Here is more information from official site [1,4,5]:
- native "Elbrus" ISA or x86 ISA,
- Ebrus ISA is VLIW, can dispatch 23 operations per cycle (33 with SIMD), in-order execution,
- it's stated that x86 code translation + register allocation is done in HW, but later they write about a software translator and full-system emulator,
- 6 ALUs (all support integer operations, 4 can do FP),
- 256 x 84-bit register file,
- hardware support for loops, including pipelining,
- 3 x 12GBytes/s inter-CPU links, support for up to 4 sockets,
- 65nm process, 380 mm^2 die size, 986e6 transistors,
- software is based on Linux 2.6.33 and Debian 5.0 with more than 3000 packages.
There are some benchmarks for older chip model "2S" (overclocked to 500MHz, 2 cores) [2,3]. FP performance is about 1-5x of Pentium M 1GHz (1 core?) depending on benchmark, integer performance is about 1x. New CPU, "4S", should be 3 times faster than "2S".
How many processors have hardware support for loops ? I expect it to be a different, more efficient infrastructure than Comparison/Jump, maybe something similar to DisplayLists in old OpenGL ?
The most interesting thing about the benchmarks is that they show some pretty amazing IPC. The P6-based Pentium M was known for its high IPC, but this 500MHz Elbrus core is more than 50% of the speed of a 1GHz Pentium M. The floating-point results are even better, although perhaps not surprising due to having 4 FP ALUs.
Another set of benchmarks containing an Elbrus is at http://www.7-cpu.com/ and also shows extremely good IPC efficency - it achieves 1.2 MIPS/MHz/core for compression, which is better than all the other non-x86 in that list, and somewhere between Haswell's 1.18 and Ivy Bridge's 1.24.
If they could scale this up to a newer process, they'd probably be equal to if not surpassing Intel's current x86 performance.
Wasn't the NVIDIA "Denver" Tegra K1 originally intended to be an x86-compatible chip along these lines, then when they couldn't get the licensing right, it was turned into an ARM-compatible?
Most x86_64 and "Modern" ARM processors are actually a much more 80's-esque RISC processor with parallel instructions, pipelines, etc. The actual hardware binary assembly is actually a high level language the decoder/scheduler makes sense of.
Likely they developed a very fast, very efficient core dye. And just swapped decoders at the last minute. Its not much of a stretch that they'd develop the ARM set in parallel b/c of the high risk associated to doing anything with x86.
Hah, what goes around comes around. It is notable that China is going gangbusters on building ARM variants rather than coming up with an entirely new architecture. Back in the USSR days when Sun was working with the ELVIS group they were required to have some Soviet designed machines in addition to the SparcStations that Sun provided. Those machines were not well liked by the researchers.

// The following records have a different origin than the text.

//! Code 39 and Code 39 Extended.

use crate::config::Latin1Text;
use crate::symbology::encoder::{BarcodeEncoder, ChecksumSelect, Variant};
use crate::symbology::{EncodeError, EncodedSymbol, Run, SymbolStyle};

const NARROW: u32 = 1;
const WIDE: u32 = 3;

/// Character set, in check-value order.
const ALPHABET: &[u8; 43] = b"0123456789ABCDEFGHIJKLMNOPQRSTUVWXYZ-. $/+%";

/// Nine-element patterns, first element in the most significant bit.
/// A set bit is a wide element. Elements alternate bar, space, bar...
const PATTERNS: [u16; 43] = [
    0x034, 0x121, 0x061, 0x160, 0x031, 0x130, 0x070, 0x025, 0x124, 0x064, // 0-9
    0x109, 0x049, 0x148, 0x019, 0x118, 0x058, 0x00D, 0x10C, 0x04C, 0x01C, // A-J
    0x103, 0x043, 0x142, 0x013, 0x112, 0x052, 0x007, 0x106, 0x046, 0x016, // K-T
    0x181, 0x0C1, 0x1C0, 0x091, 0x190, 0x0D0, // U-Z
    0x085, 0x184, 0x0C4, 0x0A8, 0x0A2, 0x08A, 0x02A, // - . space $ / + %
];

/// Start/stop character `*`.
const GUARD: u16 = 0x094;

/// Full-ASCII escapes into the basic character set.
const EXTENDED: [&str; 128] = [
    "%U", "$A", "$B", "$C", "$D", "$E", "$F", "$G",
    "$H", "$I", "$J", "$K", "$L", "$M", "$N", "$O",
    "$P", "$Q", "$R", "$S", "$T", "$U", "$V", "$W",
    "$X", "$Y", "$Z", "%A", "%B", "%C", "%D", "%E",
    " ", "/A", "/B", "/C", "/D", "/E", "/F", "/G",
    "/H", "/I", "/J", "/K", "/L", "-", ".", "/O",
    "0", "1", "2", "3", "4", "5", "6", "7",
    "8", "9", "/Z", "%F", "%G", "%H", "%I", "%J",
    "%V", "A", "B", "C", "D", "E", "F", "G",
    "H", "I", "J", "K", "L", "M", "N", "O",
    "P", "Q", "R", "S", "T", "U", "V", "W",
    "X", "Y", "Z", "%K", "%L", "%M", "%N", "%O",
    "%W", "+A", "+B", "+C", "+D", "+E", "+F", "+G",
    "+H", "+I", "+J", "+K", "+L", "+M", "+N", "+O",
    "+P", "+Q", "+R", "+S", "+T", "+U", "+V", "+W",
    "+X", "+Y", "+Z", "%P", "%Q", "%R", "%S", "%T",
];

fn check_value(byte: u8) -> Option<usize> {
    ALPHABET.iter().position(|&c| c == byte)
}

fn push_character(runs: &mut Vec<Run>, pattern: u16) {
    for element in 0..9 {
        let wide = pattern & (1 << (8 - element)) != 0;
        let width = if wide { WIDE } else { NARROW };
        runs.push(if element % 2 == 0 {
            Run::bar(width)
        } else {
            Run::space(width)
        });
    }
}

/// Encode characters already in the basic set, framed by `*`.
///
/// Returns the symbol and the check character, if requested.
fn encode_basic(
    symbology: &'static str,
    style: SymbolStyle,
    values: &[usize],
    checksum: bool,
) -> (EncodedSymbol, Option<char>) {
    let mut values = values.to_vec();
    let check = checksum.then(|| {
        let value = values.iter().sum::<usize>() % 43;
        values.push(value);
        char::from(ALPHABET[value])
    });

    let mut runs = Vec::with_capacity((values.len() + 2) * 10);
    push_character(&mut runs, GUARD);
    for &value in &values {
        runs.push(Run::space(NARROW));
        push_character(&mut runs, PATTERNS[value]);
    }
    runs.push(Run::space(NARROW));
    push_character(&mut runs, GUARD);

    tracing::trace!(symbology, characters = values.len(), "encoded code 39 stream");
    let mut symbol = EncodedSymbol::new(style, runs);
    if let Some(check) = check {
        symbol = symbol.with_checksum(check.to_string());
    }
    (symbol, check)
}

/// Code 39 over its 43-character set.
#[derive(Debug, Clone, Default)]
pub struct Code39 {
    style: SymbolStyle,
    checksum: bool,
}

impl Code39 {
    pub const NAME: &'static str = "code39";

    pub fn new() -> Self {
        Self::default()
    }

    pub fn checksum(&self) -> bool {
        self.checksum
    }
}

impl BarcodeEncoder for Code39 {
    fn name(&self) -> &'static str {
        Self::NAME
    }

    fn style(&self) -> &SymbolStyle {
        &self.style
    }

    fn style_mut(&mut self) -> &mut SymbolStyle {
        &mut self.style
    }

    fn parse(&self, text: &Latin1Text) -> Result<EncodedSymbol, EncodeError> {
        if text.is_empty() {
            return Err(EncodeError::length(Self::NAME, "no data to encode"));
        }
        let values = text
            .as_bytes()
            .iter()
            .enumerate()
            .map(|(position, &b)| {
                check_value(b).ok_or_else(|| EncodeError::invalid_character(Self::NAME, b, position))
            })
            .collect::<Result<Vec<_>, _>>()?;

        let (symbol, check) = encode_basic(Self::NAME, self.style.clone(), &values, self.checksum);
        let mut caption = text.to_string();
        caption.extend(check);
        Ok(symbol.with_caption(caption))
    }

    fn variant(&mut self) -> Variant<'_> {
        Variant::Checksummed(self)
    }
}

impl ChecksumSelect for Code39 {
    fn set_checksum(&mut self, enabled: bool) {
        self.checksum = enabled;
    }
}

/// Code 39 Extended: full ASCII through two-character escapes.
///
/// The check character, if enabled, is computed over the escaped stream.
#[derive(Debug, Clone, Default)]
pub struct Code39Extended {
    style: SymbolStyle,
    checksum: bool,
}

impl Code39Extended {
    pub const NAME: &'static str = "code39extended";

    pub fn new() -> Self {
        Self::default()
    }
}

impl BarcodeEncoder for Code39Extended {
    fn name(&self) -> &'static str {
        Self::NAME
    }

    fn style(&self) -> &SymbolStyle {
        &self.style
    }

    fn style_mut(&mut self) -> &mut SymbolStyle {
        &mut self.style
    }

    fn parse(&self, text: &Latin1Text) -> Result<EncodedSymbol, EncodeError> {
        if text.is_empty() {
            return Err(EncodeError::length(Self::NAME, "no data to encode"));
        }

        let mut values = Vec::with_capacity(text.len() * 2);
        for (position, &b) in text.as_bytes().iter().enumerate() {
            let escape = EXTENDED
                .get(usize::from(b))
                .ok_or_else(|| EncodeError::invalid_character(Self::NAME, b, position))?;
            // Every escape is drawn from the basic set.
            values.extend(escape.bytes().filter_map(check_value));
        }

        let (symbol, _) = encode_basic(Self::NAME, self.style.clone(), &values, self.checksum);
        let caption: String = text
            .to_string()
            .chars()
            .map(|c| if c.is_control() { ' ' } else { c })
            .collect();
        Ok(symbol.with_caption(caption))
    }

    fn variant(&mut self) -> Variant<'_> {
        Variant::Checksummed(self)
    }
}

impl ChecksumSelect for Code39Extended {
    fn set_checksum(&mut self, enabled: bool) {
        self.checksum = enabled;
    }
}
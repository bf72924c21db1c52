//! Turning encoded symbols into image bytes.
//!
//! ```text
//! EncodedSymbol ──► rasterize() ──► rotate() ──► encode_image() ──► bytes
//!                                                      ▲
//! EncodeError ───► draw_placeholder() ─────────────────┘
//! ```
//!
//! Rasters are plain RGB buffers from the `image` crate. PNG is written with
//! the `png` crate directly so the DPI can be stored in a `pHYs` chunk; JPEG
//! stores it in the JFIF header; GIF has nowhere to put it.

mod caption;
mod output;
mod placeholder;
mod raster;

pub use caption::CaptionLayout;
pub use output::{encode_image, OutputError, OutputFormat, RenderedImage};
pub use placeholder::{draw_placeholder, error_image_png, PLACEHOLDER_HEIGHT, PLACEHOLDER_WIDTH};
pub use raster::{rasterize, rotate};
//! USPS Intelligent Mail barcode (4-state customer barcode).
//!
//! The 20-digit tracking code and the 0/5/9/11-digit routing code are
//! packed into one binary value, protected by an 11-bit CRC, split into
//! ten codewords and mapped onto 65 bars through the fixed bar table.
//!
//! ```text
//! tracking + routing ──► binary value ──► codewords ──► characters ──► 65 bars
//!                              │                            ▲
//!                              └──────── CRC-11 ────────────┘
//! ```

use std::sync::OnceLock;

use crate::config::{keys, ConfigError, Latin1Text, TrackingCode};
use crate::symbology::checksum::digit_values;
use crate::symbology::encoder::{BarcodeEncoder, TrackingSetup, Variant};
use crate::symbology::{BarExtent, EncodeError, EncodedSymbol, Run, SymbolStyle};

/// Quiet zone in modules.
const QUIET_ZONE: u32 = 6;

const BAR_COUNT: usize = 65;

/// For each bar, the (character, bit) driving its descender and ascender.
const BARS: [[(u8, u8); 2]; BAR_COUNT] = [
    [(7, 2), (4, 3)], [(1, 10), (0, 0)], [(9, 12), (2, 8)], [(5, 5), (6, 11)],
    [(8, 9), (3, 1)], [(0, 1), (5, 12)], [(2, 5), (1, 8)], [(4, 4), (9, 11)],
    [(6, 3), (8, 10)], [(3, 9), (7, 6)], [(5, 11), (1, 4)], [(8, 5), (2, 12)],
    [(9, 10), (0, 2)], [(7, 1), (6, 7)], [(3, 6), (4, 9)], [(0, 3), (8, 6)],
    [(6, 4), (2, 7)], [(1, 1), (9, 9)], [(7, 10), (5, 2)], [(4, 0), (3, 8)],
    [(6, 2), (0, 4)], [(8, 11), (1, 0)], [(9, 8), (3, 12)], [(2, 6), (7, 7)],
    [(5, 1), (4, 10)], [(1, 12), (6, 9)], [(7, 3), (8, 0)], [(5, 8), (9, 7)],
    [(4, 6), (2, 10)], [(3, 4), (0, 5)], [(8, 4), (5, 7)], [(7, 11), (1, 9)],
    [(6, 0), (9, 6)], [(0, 6), (4, 8)], [(2, 1), (3, 2)], [(5, 9), (8, 12)],
    [(4, 11), (6, 1)], [(9, 5), (7, 4)], [(3, 3), (1, 2)], [(0, 7), (2, 0)],
    [(1, 3), (4, 1)], [(6, 10), (3, 5)], [(8, 7), (9, 4)], [(2, 11), (5, 6)],
    [(0, 8), (7, 12)], [(4, 2), (8, 1)], [(5, 10), (3, 0)], [(9, 3), (0, 9)],
    [(6, 5), (2, 4)], [(7, 8), (1, 7)], [(5, 0), (4, 5)], [(2, 3), (0, 10)],
    [(6, 12), (9, 2)], [(3, 11), (1, 6)], [(8, 8), (7, 9)], [(5, 4), (0, 11)],
    [(1, 5), (2, 2)], [(9, 1), (4, 12)], [(8, 3), (6, 6)], [(7, 0), (3, 7)],
    [(4, 7), (7, 5)], [(0, 12), (1, 11)], [(2, 9), (9, 0)], [(6, 8), (5, 3)],
    [(3, 10), (8, 2)],
];

const CRC_POLYNOMIAL: u16 = 0x0F35;

/// 5-of-13 and 2-of-13 character tables.
struct CharacterTables {
    five_of_13: [u16; 1287],
    two_of_13: [u16; 78],
}

fn character_tables() -> &'static CharacterTables {
    static TABLES: OnceLock<CharacterTables> = OnceLock::new();
    TABLES.get_or_init(|| CharacterTables {
        five_of_13: n_of_13(5),
        two_of_13: n_of_13(2),
    })
}

fn reverse_13(value: u16) -> u16 {
    value.reverse_bits() >> 3
}

/// All 13-bit values with `ones` bits set.
///
/// Values that differ from their bit reversal are stored pairwise from the
/// front; palindromes are stored from the back.
fn n_of_13<const N: usize>(ones: u32) -> [u16; N] {
    let mut table = [0u16; N];
    let (mut low, mut high) = (0, N - 1);
    for value in 0u16..8192 {
        if value.count_ones() != ones {
            continue;
        }
        let reversed = reverse_13(value);
        if reversed < value {
            continue;
        }
        if reversed == value {
            table[high] = value;
            high = high.saturating_sub(1);
        } else {
            table[low] = value;
            table[low + 1] = reversed;
            low += 2;
        }
    }
    table
}

/// CRC-11 over the 102-bit value held in 13 bytes.
fn crc11(bytes: &[u8; 13]) -> u16 {
    let mut fcs: u16 = 0x07FF;

    let mut step = |data: &mut u16, bits: u32| {
        for _ in 0..bits {
            fcs = if (fcs ^ *data) & 0x400 != 0 {
                (fcs << 1) ^ CRC_POLYNOMIAL
            } else {
                fcs << 1
            };
            fcs &= 0x7FF;
            *data <<= 1;
        }
    };

    // The top two bits of the first byte are unused.
    let mut data = u16::from(bytes[0]) << 5;
    step(&mut data, 6);
    for &byte in &bytes[1..] {
        let mut data = u16::from(byte) << 3;
        step(&mut data, 8);
    }
    fcs
}

fn routing_value(routing: &[u8]) -> u128 {
    let zip = routing
        .iter()
        .fold(0u128, |acc, &d| acc * 10 + u128::from(d));
    match routing.len() {
        5 => zip + 1,
        9 => zip + 100_001,
        11 => zip + 1_000_100_001,
        _ => 0,
    }
}

/// Bar states for a validated tracking code and routing code.
fn encode_bars(tracking: &[u8; 20], routing: &[u8]) -> [BarExtent; BAR_COUNT] {
    let mut value = routing_value(routing);
    value = value * 10 + u128::from(tracking[0]);
    value = value * 5 + u128::from(tracking[1]);
    for &digit in &tracking[2..] {
        value = value * 10 + u128::from(digit);
    }

    let mut bytes = [0u8; 13];
    bytes.copy_from_slice(&value.to_be_bytes()[3..]);
    let fcs = crc11(&bytes);

    let mut codewords = [0u16; 10];
    codewords[9] = (value % 636) as u16;
    value /= 636;
    for codeword in codewords[..9].iter_mut().rev() {
        *codeword = (value % 1365) as u16;
        value /= 1365;
    }
    codewords[9] *= 2;
    if fcs & 0x400 != 0 {
        codewords[0] += 659;
    }

    let tables = character_tables();
    let mut characters = [0u16; 10];
    for (i, (character, &codeword)) in characters.iter_mut().zip(&codewords).enumerate() {
        let codeword = usize::from(codeword);
        *character = if codeword < tables.five_of_13.len() {
            tables.five_of_13[codeword]
        } else {
            tables.two_of_13[codeword - tables.five_of_13.len()]
        };
        if fcs & (1 << i) != 0 {
            *character ^= 0x1FFF;
        }
    }

    let bit = |(character, index): (u8, u8)| characters[usize::from(character)] & (1 << index) != 0;
    BARS.map(|[descender, ascender]| match (bit(descender), bit(ascender)) {
        (true, true) => BarExtent::Full,
        (true, false) => BarExtent::Descender,
        (false, true) => BarExtent::Ascender,
        (false, false) => BarExtent::Tracker,
    })
}

fn invalid(key: &str, reason: impl Into<String>) -> ConfigError {
    ConfigError::InvalidAttribute {
        key: key.to_string(),
        reason: reason.into(),
    }
}

/// Validate a tracking code and lay it out as its 20 digits.
fn tracking_digits(code: &TrackingCode) -> Result<[u8; 20], ConfigError> {
    let TrackingCode {
        barcode_identifier,
        service_type,
        mailer_identifier,
        serial_number,
    } = *code;

    if barcode_identifier > 94 || barcode_identifier % 10 > 4 {
        return Err(invalid(
            keys::BARCODE_IDENTIFIER,
            "must be two digits with the second digit in 0-4",
        ));
    }
    if service_type > 999 {
        return Err(invalid(keys::SERVICE_TYPE, "must be at most three digits"));
    }

    let formatted = match mailer_identifier {
        0..=899_999 => {
            if serial_number > 999_999_999 {
                return Err(invalid(
                    keys::SERIAL_NUMBER,
                    "must be at most nine digits with a six-digit mailer identifier",
                ));
            }
            format!("{barcode_identifier:02}{service_type:03}{mailer_identifier:06}{serial_number:09}")
        }
        900_000_000..=999_999_999 => {
            if serial_number > 999_999 {
                return Err(invalid(
                    keys::SERIAL_NUMBER,
                    "must be at most six digits with a nine-digit mailer identifier",
                ));
            }
            format!("{barcode_identifier:02}{service_type:03}{mailer_identifier:09}{serial_number:06}")
        }
        _ => {
            return Err(invalid(
                keys::MAILER_IDENTIFIER,
                "must be six digits (below 900000) or nine digits starting with 9",
            ))
        }
    };

    let mut digits = [0u8; 20];
    for (digit, byte) in digits.iter_mut().zip(formatted.bytes()) {
        *digit = byte - b'0';
    }
    Ok(digits)
}

/// Intelligent Mail barcode. The text to encode is the routing (ZIP) code.
#[derive(Debug, Clone, Default)]
pub struct IntelligentMail {
    style: SymbolStyle,
    tracking: Option<[u8; 20]>,
}

impl IntelligentMail {
    pub const NAME: &'static str = "intelligentmail";

    pub fn new() -> Self {
        Self::default()
    }

    /// The configured tracking code as a 20-digit string.
    pub fn tracking_code(&self) -> Option<String> {
        self.tracking
            .map(|digits| digits.iter().map(|&d| char::from(b'0' + d)).collect())
    }
}

impl BarcodeEncoder for IntelligentMail {
    fn name(&self) -> &'static str {
        Self::NAME
    }

    fn style(&self) -> &SymbolStyle {
        &self.style
    }

    fn style_mut(&mut self) -> &mut SymbolStyle {
        &mut self.style
    }

    fn parse(&self, text: &Latin1Text) -> Result<EncodedSymbol, EncodeError> {
        let tracking = self.tracking.ok_or(EncodeError::MissingTrackingCode)?;

        let routing = digit_values(text.as_bytes()).ok_or_else(|| {
            let position = text
                .as_bytes()
                .iter()
                .position(|b| !b.is_ascii_digit())
                .unwrap_or_default();
            EncodeError::invalid_character(Self::NAME, text.as_bytes()[position], position)
        })?;
        if !matches!(routing.len(), 0 | 5 | 9 | 11) {
            return Err(EncodeError::length(
                Self::NAME,
                format!("routing code must be 0, 5, 9 or 11 digits, got {}", routing.len()),
            ));
        }

        let mut runs = Vec::with_capacity(BAR_COUNT * 2 - 1);
        for (i, extent) in encode_bars(&tracking, &routing).into_iter().enumerate() {
            if i > 0 {
                runs.push(Run::space(1));
            }
            runs.push(Run::state(extent));
        }

        let mut caption = self.tracking_code().unwrap_or_default();
        if !text.is_empty() {
            caption.push(' ');
            caption.push_str(&text.to_string());
        }
        Ok(EncodedSymbol::new(self.style.clone(), runs)
            .with_caption(caption)
            .with_quiet_zone(QUIET_ZONE))
    }

    fn variant(&mut self) -> Variant<'_> {
        Variant::Tracking(self)
    }
}

impl TrackingSetup for IntelligentMail {
    fn set_tracking_code(&mut self, code: TrackingCode) -> Result<(), ConfigError> {
        self.tracking = Some(tracking_digits(&code)?);
        Ok(())
    }
}

#[cfg(test)]
mod tests {
    use super::*;

    const SAMPLE: TrackingCode = TrackingCode {
        barcode_identifier: 1,
        service_type: 234,
        mailer_identifier: 567_094,
        serial_number: 987_654_321,
    };

    fn states(symbol: &EncodedSymbol) -> String {
        symbol
            .runs()
            .iter()
            .filter(|run| run.dark)
            .map(|run| match run.extent {
                BarExtent::Full => 'F',
                BarExtent::Ascender => 'A',
                BarExtent::Descender => 'D',
                BarExtent::Tracker => 'T',
            })
            .collect()
    }

    fn encode(routing: &str) -> EncodedSymbol {
        let mut encoder = IntelligentMail::new();
        encoder.set_tracking_code(SAMPLE).unwrap();
        encoder.parse(&Latin1Text::from_bytes(routing)).unwrap()
    }

    #[test]
    fn test_tables() {
        let tables = character_tables();
        assert!(tables.five_of_13.iter().all(|c| c.count_ones() == 5));
        assert!(tables.two_of_13.iter().all(|c| c.count_ones() == 2));
        assert_eq!(tables.five_of_13[0], 0x001F);
        assert_eq!(tables.five_of_13[1], 0x1F00);
        assert_eq!(tables.two_of_13[0], 0x0003);
        assert_eq!(tables.two_of_13[1], 0x1800);
    }

    #[test]
    fn test_bar_table_covers_every_bit() {
        let mut seen = std::collections::HashSet::new();
        for [descender, ascender] in BARS {
            assert!(seen.insert(descender));
            assert!(seen.insert(ascender));
        }
        assert_eq!(seen.len(), 130);
    }

    #[test]
    fn test_no_routing() {
        assert_eq!(
            states(&encode("")),
            "ATTFATTDTTADTAATTDTDTATTDAFDDFADFDFTFFFFFTATFAAAATDFFTDAADFTFDTDT"
        );
    }

    #[test]
    fn test_five_digit_routing() {
        assert_eq!(
            states(&encode("01234")),
            "DTTAFADDTTFTDTFTFDTDDADADAFADFATDDFTAAAFDTTADFAAATDFDTDFADDDTDFFT"
        );
    }

    #[test]
    fn test_nine_digit_routing() {
        assert_eq!(
            states(&encode("012345678")),
            "ADFTTAFDTTTTFATTADTAAATFTFTATDAAAFDDADATATDTDTTDFDTDATADADTDFFTFA"
        );
    }

    #[test]
    fn test_eleven_digit_routing() {
        let symbol = encode("01234567891");
        assert_eq!(
            states(&symbol),
            "AADTFFDFTDADTAADAATFDTDDAAADDTDTTDAFADADDDTFFFDDTTTADFAAADFTDAADA"
        );
        assert_eq!(symbol.runs().len(), 129);
        assert_eq!(symbol.quiet_zone(), 6);
        assert_eq!(symbol.caption(), Some("01234567094987654321 01234567891"));
    }

    #[test]
    fn test_missing_tracking_code() {
        let err = IntelligentMail::new()
            .parse(&Latin1Text::from_bytes("01234"))
            .unwrap_err();
        assert_eq!(err, EncodeError::MissingTrackingCode);
    }

    #[test]
    fn test_routing_length() {
        let mut encoder = IntelligentMail::new();
        encoder.set_tracking_code(SAMPLE).unwrap();
        let err = encoder
            .parse(&Latin1Text::from_bytes("1234"))
            .unwrap_err();
        assert!(matches!(err, EncodeError::InvalidLength { .. }));
    }

    #[test]
    fn test_tracking_code_formatting() {
        let mut encoder = IntelligentMail::new();
        encoder.set_tracking_code(SAMPLE).unwrap();
        assert_eq!(
            encoder.tracking_code().as_deref(),
            Some("01234567094987654321")
        );

        encoder
            .set_tracking_code(TrackingCode {
                mailer_identifier: 901_234_567,
                serial_number: 12,
                ..SAMPLE
            })
            .unwrap();
        assert_eq!(
            encoder.tracking_code().as_deref(),
            Some("01234901234567000012")
        );
    }

    #[test]
    fn test_tracking_code_validation() {
        let mut encoder = IntelligentMail::new();
        let cases = [
            (TrackingCode { barcode_identifier: 95, ..SAMPLE }, "barcodeIdentifier"),
            (TrackingCode { barcode_identifier: 15, ..SAMPLE }, "barcodeIdentifier"),
            (TrackingCode { service_type: 1000, ..SAMPLE }, "serviceType"),
            (TrackingCode { mailer_identifier: 900_000, ..SAMPLE }, "mailerIdentifier"),
            (
                TrackingCode {
                    mailer_identifier: 912_345_678,
                    serial_number: 1_000_000,
                    ..SAMPLE
                },
                "serialNumber",
            ),
        ];
        for (code, expected_key) in cases {
            let err = encoder.set_tracking_code(code).unwrap_err();
            assert!(
                matches!(err, ConfigError::InvalidAttribute { ref key, .. } if key == expected_key),
                "{code:?}"
            );
        }
        assert!(encoder.tracking_code().is_none());
    }
}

I wonder if, unlike Transmeta, they will let you run native code on it too. Transmeta could not do it for technical reasons. As far as i know, the underlying arch was designed ONLY as a JIT target, and did not even have protected memory as such. Memory accesses were translated to different instructions (one privileged and one not) based on context of translated code.
Not sure about this Russian chip but in the case of Transmeta and Nvidia Denver (and to a lesser degree, Intel x86 µops), writing the "native" code directly is not beneficial in any way.
The whole point is that the JIT compiler running in the CPU can make dynamic optimizations that's somewhat similar in nature to doing branch prediction and other optimizations modern CPUs do.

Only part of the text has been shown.